Tail recursion is implemented using the JUMP instruction, the function jumps
back to the start of the function. The compiler emits the code to set-up the
new arguments of the function.
## Arrays
OP A B C
NEWARRAY dst size
GETARRAY dst array idx dst = array[idx]
SETARRAY array idx val array[idx] = val
Creates a new array of size `size` in the variable slot `dst`. The element size
of arrays is 64bit. The array index `idx` is read from a variable slot, so is the `size`.
## Function Def
OP A D
FUNCF lit -
FUNCV lit -
FUNCF & FUNV define a function with 'lit' fixed arguments. The FUNCV opcode
defines a function which has an additional vararg argument.
(defn [a b & c] ...) == FUNCV 2
## TODO
* Define type layout and creation (vtables).
* Representation of stack values: pointers, integers (NaN tagging).
* Define byte code for defining and creating protocols.
* Runtime extension of types (reify).
# Type Tagging
Without using a shadow stack to store the type of register values, the only
way to store the type is to reserve some bits for it. With tagging, there is
no option to actually store 64 bit integers in registers, as some bits have
to be used for the type.
Current operating systems on x86-64 enforce a pointer structure where the upper
16 bits and the lower 3 bits of an pointer are forced to be zero, [see Wikipedia
for more details](https://en.wikipedia.org/wiki/X86-64#Virtual_address_space_details)
Since there is no way to represent 64 bit integers, the following properties
would be nice, regarding to unboxing (i.e. using the register value for directly
in an operation without any bit modifications to make it fit):
1. Fast 32bit integers, without the need for unboxing the values first. This is
possible on x86-64 if only the upper 32 bits are used for tagging, since x86
allows direct operations on the lower 32 bits.

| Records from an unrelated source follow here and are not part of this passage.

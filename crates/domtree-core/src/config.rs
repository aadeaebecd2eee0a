//! Builder configuration
//!
//! Defaults reproduce the lookup listing conventions: `/` separator,
//! separator-bounded matching, no ordering checks.

use std::path::Path;

use serde::{Deserialize, Serialize};

use crate::error::ConfigError;

/// How the descent and continuation predicates compare paths
#[derive(Debug, Clone, Copy, PartialEq, Eq, Default, Serialize, Deserialize)]
#[serde(rename_all = "snake_case")]
pub enum PrefixMatch {
    /// Candidate must continue with the separator after the ancestor path
    #[default]
    Boundary,
    /// Plain string prefix; `/a-extra` counts as a child of `/a`
    Raw,
}

/// Whether the builder verifies the pre-order precondition
#[derive(Debug, Clone, Copy, PartialEq, Eq, Default, Serialize, Deserialize)]
#[serde(rename_all = "snake_case")]
pub enum OrderingMode {
    /// Malformed listings degrade silently into some forest
    #[default]
    Lenient,
    /// Fail fast on the first ordering violation
    Strict,
}

/// Tree builder configuration
#[derive(Debug, Clone, Copy, PartialEq, Eq, Serialize, Deserialize)]
#[serde(default)]
pub struct BuilderConfig {
    /// Hierarchy separator
    pub separator: char,
    /// Prefix test used by the predicates
    pub prefix_match: PrefixMatch,
    /// Ordering verification
    pub ordering: OrderingMode,
}

impl BuilderConfig {
    /// Create default configuration
    #[inline]
    #[must_use]
    pub fn new() -> Self {
        Self::default()
    }

    /// With separator
    #[inline]
    #[must_use]
    pub fn with_separator(mut self, separator: char) -> Self {
        self.separator = separator;
        self
    }

    /// With prefix matching mode
    #[inline]
    #[must_use]
    pub fn with_prefix_match(mut self, prefix_match: PrefixMatch) -> Self {
        self.prefix_match = prefix_match;
        self
    }

    /// With ordering mode
    #[inline]
    #[must_use]
    pub fn with_ordering(mut self, ordering: OrderingMode) -> Self {
        self.ordering = ordering;
        self
    }

    /// Check the configuration is usable
    ///
    /// # Errors
    /// Returns [`ConfigError::InvalidSeparator`] for alphanumeric or
    /// whitespace separators.
    pub fn validate(&self) -> Result<(), ConfigError> {
        if self.separator.is_alphanumeric() || self.separator.is_whitespace() {
            return Err(ConfigError::InvalidSeparator(self.separator));
        }
        Ok(())
    }

    /// Parse and validate TOML
    ///
    /// # Errors
    /// Returns error on malformed TOML or an invalid separator.
    pub fn from_toml_str(s: &str) -> Result<Self, ConfigError> {
        let config: Self = toml::from_str(s)?;
        config.validate()?;
        Ok(config)
    }

    /// Read, parse and validate a TOML file
    ///
    /// # Errors
    /// Returns error if the file cannot be read or does not parse.
    pub fn from_file(path: impl AsRef<Path>) -> Result<Self, ConfigError> {
        let path = path.as_ref();
        let text = std::fs::read_to_string(path).map_err(|source| ConfigError::Io {
            path: path.display().to_string(),
            source,
        })?;
        Self::from_toml_str(&text)
    }
}

impl Default for BuilderConfig {
    fn default() -> Self {
        Self {
            separator: domtree_path::SEPARATOR,
            prefix_match: PrefixMatch::Boundary,
            ordering: OrderingMode::Lenient,
        }
    }
}

#[cfg(test)]
mod tests {
    use super::*;
    use std::io::Write;

    #[test]
    fn defaults() {
        let config = BuilderConfig::new();
        assert_eq!(config.separator, '/');
        assert_eq!(config.prefix_match, PrefixMatch::Boundary);
        assert_eq!(config.ordering, OrderingMode::Lenient);
        assert!(config.validate().is_ok());
    }

    #[test]
    fn builder_methods() {
        let config = BuilderConfig::new()
            .with_separator('.')
            .with_prefix_match(PrefixMatch::Raw)
            .with_ordering(OrderingMode::Strict);
        assert_eq!(config.separator, '.');
        assert_eq!(config.prefix_match, PrefixMatch::Raw);
        assert_eq!(config.ordering, OrderingMode::Strict);
    }

    #[test]
    fn parses_partial_toml() {
        let config = BuilderConfig::from_toml_str("ordering = \"strict\"").unwrap();
        assert_eq!(config.ordering, OrderingMode::Strict);
        assert_eq!(config.separator, '/');
    }

    #[test]
    fn rejects_alphanumeric_separator() {
        let err = BuilderConfig::from_toml_str("separator = \"x\"").unwrap_err();
        assert!(matches!(err, ConfigError::InvalidSeparator('x')));
        assert!(BuilderConfig::new().with_separator(' ').validate().is_err());
    }

    #[test]
    fn rejects_unknown_mode() {
        let err = BuilderConfig::from_toml_str("prefix_match = \"fuzzy\"").unwrap_err();
        assert!(matches!(err, ConfigError::Parse(_)));
    }

    #[test]
    fn reads_file() {
        let mut file = tempfile::NamedTempFile::new().unwrap();
        writeln!(file, "separator = \":\"\nprefix_match = \"raw\"").unwrap();
        let config = BuilderConfig::from_file(file.path()).unwrap();
        assert_eq!(config.separator, ':');
        assert_eq!(config.prefix_match, PrefixMatch::Raw);
    }

    #[test]
    fn missing_file_is_io_error() {
        let err = BuilderConfig::from_file("/nonexistent/domtree.toml").unwrap_err();
        assert!(matches!(err, ConfigError::Io { .. }));
    }
}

2. Fast pointer access on x86-64. Since a valid virtual address is only 48 bits
wide, the upper 16 bits can be used for tagging. If the pointer tag is all-zero,
then no unboxing would be needed.
3. Fast double-precision floating point access. Since there are 2^51 NaN values, but
only one is used in practise, it is possible to implement fast float operations
without unboxing.
4. Use additional tag bits not only to determine that a register value is a pointer,
but also to determine which type of pointer it is, e.g. to differentiate between
objects pointers and functions pointers.
Property (1.) cannot be achieved if the lower bits are used for tagging. V8 uses
the lower bits for tagging, but seems to have an optimizing compiler to avoid
unnecessary boxing/unboxing operations.
Having property (2.) means that pointers can be dereferenced without unboxing.
Property (2.) is in conflict with property (3.), since a valid pointer value can
also be a valid float value, therefore float values have to be unboxed.
Property (2.) can also not be directly combined with property (4.), since it is
not possible to store any additional information about the pointer without
modifying it.
Property (2.) seems to help with garbage collection, since the garbage collector
does not have to perform any modifications on the pointer to resolve it.
Properties (1.), (2.) and (4.) can be achieved without conflict using NaN boxing.
This means that only for pointer access the values have to be unboxed before use.
At least on x86-64, floating point and 32-bit integer operations can be performed
directly on the register, without modifying bit operations.
Only pointers have to be unboxed before use, but the 48 bit pointers of x86-64
are small enough to be stored in the 51 bit fraction of a NaN double.